• **Exercise directions**:
Scan the entries below for the word "deviation" and copy every line in which it occurs.

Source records
┌──

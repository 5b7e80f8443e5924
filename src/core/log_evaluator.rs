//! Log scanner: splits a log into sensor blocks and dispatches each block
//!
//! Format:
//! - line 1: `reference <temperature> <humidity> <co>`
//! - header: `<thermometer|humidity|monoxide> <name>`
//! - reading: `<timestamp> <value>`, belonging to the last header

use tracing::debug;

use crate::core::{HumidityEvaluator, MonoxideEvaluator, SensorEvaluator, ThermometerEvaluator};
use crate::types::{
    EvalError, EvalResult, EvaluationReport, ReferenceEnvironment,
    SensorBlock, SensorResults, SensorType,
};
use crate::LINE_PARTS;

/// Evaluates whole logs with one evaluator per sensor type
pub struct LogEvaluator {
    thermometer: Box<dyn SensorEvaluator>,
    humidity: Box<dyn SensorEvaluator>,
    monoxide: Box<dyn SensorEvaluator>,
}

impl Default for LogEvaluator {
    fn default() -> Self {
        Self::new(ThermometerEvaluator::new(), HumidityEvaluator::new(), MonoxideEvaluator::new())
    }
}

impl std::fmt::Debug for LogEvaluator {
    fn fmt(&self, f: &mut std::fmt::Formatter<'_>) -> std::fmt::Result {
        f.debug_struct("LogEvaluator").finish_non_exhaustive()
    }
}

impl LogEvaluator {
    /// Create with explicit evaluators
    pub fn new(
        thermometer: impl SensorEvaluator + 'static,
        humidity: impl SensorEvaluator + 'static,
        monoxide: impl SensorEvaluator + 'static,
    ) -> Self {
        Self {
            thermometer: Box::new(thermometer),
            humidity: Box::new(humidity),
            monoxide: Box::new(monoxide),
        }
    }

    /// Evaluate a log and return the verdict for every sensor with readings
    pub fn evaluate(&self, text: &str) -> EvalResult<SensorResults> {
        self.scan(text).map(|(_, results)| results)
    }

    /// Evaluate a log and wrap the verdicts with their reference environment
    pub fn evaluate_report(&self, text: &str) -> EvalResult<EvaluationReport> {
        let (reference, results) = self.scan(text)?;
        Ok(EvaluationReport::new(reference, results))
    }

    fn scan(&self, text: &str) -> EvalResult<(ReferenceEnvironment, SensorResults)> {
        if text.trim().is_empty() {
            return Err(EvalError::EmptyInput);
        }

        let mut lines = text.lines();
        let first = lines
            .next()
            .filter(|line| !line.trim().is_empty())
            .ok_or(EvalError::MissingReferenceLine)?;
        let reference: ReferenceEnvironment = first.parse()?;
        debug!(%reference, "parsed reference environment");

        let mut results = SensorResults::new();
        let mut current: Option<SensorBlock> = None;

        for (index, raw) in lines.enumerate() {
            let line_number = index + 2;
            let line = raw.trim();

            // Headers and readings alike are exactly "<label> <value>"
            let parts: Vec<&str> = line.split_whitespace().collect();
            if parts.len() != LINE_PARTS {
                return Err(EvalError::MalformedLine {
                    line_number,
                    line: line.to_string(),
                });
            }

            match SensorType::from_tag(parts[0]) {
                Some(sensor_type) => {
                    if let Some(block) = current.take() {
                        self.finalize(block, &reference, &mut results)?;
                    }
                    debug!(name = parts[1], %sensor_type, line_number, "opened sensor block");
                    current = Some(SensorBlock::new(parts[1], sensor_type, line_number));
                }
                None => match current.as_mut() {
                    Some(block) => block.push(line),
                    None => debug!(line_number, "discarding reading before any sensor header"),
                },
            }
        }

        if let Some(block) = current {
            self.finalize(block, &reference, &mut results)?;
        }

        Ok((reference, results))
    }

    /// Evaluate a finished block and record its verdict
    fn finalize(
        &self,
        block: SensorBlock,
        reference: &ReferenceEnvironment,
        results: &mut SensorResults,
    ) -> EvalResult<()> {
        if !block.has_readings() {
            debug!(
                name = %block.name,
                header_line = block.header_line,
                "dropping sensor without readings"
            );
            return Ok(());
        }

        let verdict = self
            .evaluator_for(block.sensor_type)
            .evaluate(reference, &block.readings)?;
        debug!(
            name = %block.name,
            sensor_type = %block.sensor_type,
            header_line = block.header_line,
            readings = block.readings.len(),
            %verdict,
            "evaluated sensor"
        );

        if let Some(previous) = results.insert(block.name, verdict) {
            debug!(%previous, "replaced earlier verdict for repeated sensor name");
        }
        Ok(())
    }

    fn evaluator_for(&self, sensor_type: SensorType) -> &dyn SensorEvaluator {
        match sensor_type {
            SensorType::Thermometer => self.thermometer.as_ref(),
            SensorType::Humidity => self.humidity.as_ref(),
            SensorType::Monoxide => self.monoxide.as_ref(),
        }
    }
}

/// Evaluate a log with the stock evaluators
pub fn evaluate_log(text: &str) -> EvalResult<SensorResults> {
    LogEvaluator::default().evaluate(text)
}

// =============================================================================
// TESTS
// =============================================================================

└──
┌──

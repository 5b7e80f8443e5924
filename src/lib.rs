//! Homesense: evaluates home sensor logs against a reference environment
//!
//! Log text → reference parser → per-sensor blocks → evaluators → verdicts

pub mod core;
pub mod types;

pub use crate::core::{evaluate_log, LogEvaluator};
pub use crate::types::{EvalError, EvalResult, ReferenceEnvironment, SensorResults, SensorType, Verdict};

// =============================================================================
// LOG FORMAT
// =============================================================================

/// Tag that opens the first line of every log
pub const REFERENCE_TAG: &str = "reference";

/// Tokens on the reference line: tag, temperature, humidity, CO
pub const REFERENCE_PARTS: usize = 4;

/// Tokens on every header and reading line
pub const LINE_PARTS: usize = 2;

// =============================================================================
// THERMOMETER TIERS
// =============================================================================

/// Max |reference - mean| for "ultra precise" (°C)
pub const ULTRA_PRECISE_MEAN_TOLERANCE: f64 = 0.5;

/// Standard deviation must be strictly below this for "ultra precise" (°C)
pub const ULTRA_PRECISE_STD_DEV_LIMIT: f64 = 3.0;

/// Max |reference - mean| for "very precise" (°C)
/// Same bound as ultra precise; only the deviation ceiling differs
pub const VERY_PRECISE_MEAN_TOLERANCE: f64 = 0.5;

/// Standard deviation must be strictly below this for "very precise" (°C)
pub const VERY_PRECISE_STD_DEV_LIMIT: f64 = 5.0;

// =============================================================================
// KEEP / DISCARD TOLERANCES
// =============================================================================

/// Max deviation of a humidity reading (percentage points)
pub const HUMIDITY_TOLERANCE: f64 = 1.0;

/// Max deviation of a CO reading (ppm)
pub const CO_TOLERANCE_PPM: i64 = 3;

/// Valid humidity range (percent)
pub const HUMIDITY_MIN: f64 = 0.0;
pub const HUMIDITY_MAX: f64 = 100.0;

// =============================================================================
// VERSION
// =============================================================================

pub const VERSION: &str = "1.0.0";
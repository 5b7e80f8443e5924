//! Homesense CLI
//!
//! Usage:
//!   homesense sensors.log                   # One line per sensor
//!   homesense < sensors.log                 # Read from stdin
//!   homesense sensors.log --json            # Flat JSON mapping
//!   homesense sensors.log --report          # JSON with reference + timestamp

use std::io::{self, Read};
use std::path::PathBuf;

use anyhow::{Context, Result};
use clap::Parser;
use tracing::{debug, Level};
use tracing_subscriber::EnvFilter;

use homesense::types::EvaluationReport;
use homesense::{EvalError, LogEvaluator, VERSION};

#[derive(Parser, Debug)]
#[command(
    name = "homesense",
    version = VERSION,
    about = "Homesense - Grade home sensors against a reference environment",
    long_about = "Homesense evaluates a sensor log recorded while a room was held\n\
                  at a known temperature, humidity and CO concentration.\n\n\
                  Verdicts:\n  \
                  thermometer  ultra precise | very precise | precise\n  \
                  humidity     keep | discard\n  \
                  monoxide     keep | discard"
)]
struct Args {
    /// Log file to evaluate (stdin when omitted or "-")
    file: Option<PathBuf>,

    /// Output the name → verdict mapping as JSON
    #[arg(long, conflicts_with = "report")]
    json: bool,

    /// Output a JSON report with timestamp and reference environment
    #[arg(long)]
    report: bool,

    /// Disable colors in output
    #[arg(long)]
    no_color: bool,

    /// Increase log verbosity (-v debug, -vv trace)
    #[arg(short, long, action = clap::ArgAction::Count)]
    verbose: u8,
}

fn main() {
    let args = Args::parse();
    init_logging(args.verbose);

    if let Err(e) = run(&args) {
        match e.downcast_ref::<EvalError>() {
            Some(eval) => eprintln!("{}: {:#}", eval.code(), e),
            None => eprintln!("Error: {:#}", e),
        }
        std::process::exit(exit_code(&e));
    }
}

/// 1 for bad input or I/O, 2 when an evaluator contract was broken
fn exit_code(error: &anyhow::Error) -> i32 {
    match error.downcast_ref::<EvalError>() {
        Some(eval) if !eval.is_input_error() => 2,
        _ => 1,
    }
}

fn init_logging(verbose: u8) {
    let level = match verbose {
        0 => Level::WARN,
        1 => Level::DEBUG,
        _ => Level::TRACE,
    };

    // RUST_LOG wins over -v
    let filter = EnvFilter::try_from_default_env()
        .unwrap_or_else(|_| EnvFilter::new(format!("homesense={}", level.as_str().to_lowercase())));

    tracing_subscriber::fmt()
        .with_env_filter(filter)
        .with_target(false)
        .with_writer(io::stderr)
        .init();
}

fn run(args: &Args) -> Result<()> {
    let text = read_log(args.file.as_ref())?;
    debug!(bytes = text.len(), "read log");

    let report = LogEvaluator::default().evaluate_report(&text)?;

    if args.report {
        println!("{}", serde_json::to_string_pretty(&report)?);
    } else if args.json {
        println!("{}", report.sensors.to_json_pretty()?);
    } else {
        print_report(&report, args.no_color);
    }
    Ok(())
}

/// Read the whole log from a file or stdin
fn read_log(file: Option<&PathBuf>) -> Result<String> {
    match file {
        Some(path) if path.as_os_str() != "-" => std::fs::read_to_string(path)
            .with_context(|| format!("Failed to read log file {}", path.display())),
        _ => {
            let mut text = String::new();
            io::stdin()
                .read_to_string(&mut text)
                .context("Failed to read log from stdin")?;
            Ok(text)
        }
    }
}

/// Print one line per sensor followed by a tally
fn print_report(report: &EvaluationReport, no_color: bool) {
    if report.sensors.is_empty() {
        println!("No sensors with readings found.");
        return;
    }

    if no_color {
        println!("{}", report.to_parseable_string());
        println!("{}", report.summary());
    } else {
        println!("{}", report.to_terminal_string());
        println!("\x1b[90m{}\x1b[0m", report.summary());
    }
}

└──

• **Output of the exercise**:
/// Standard deviation must be strictly below this for "ultra precise" (°C)
/// Same bound as ultra precise; only the deviation ceiling differs
/// Standard deviation must be strictly below this for "very precise" (°C)
/// Max deviation of a humidity reading (percentage points)
/// Max deviation of a CO reading (ppm)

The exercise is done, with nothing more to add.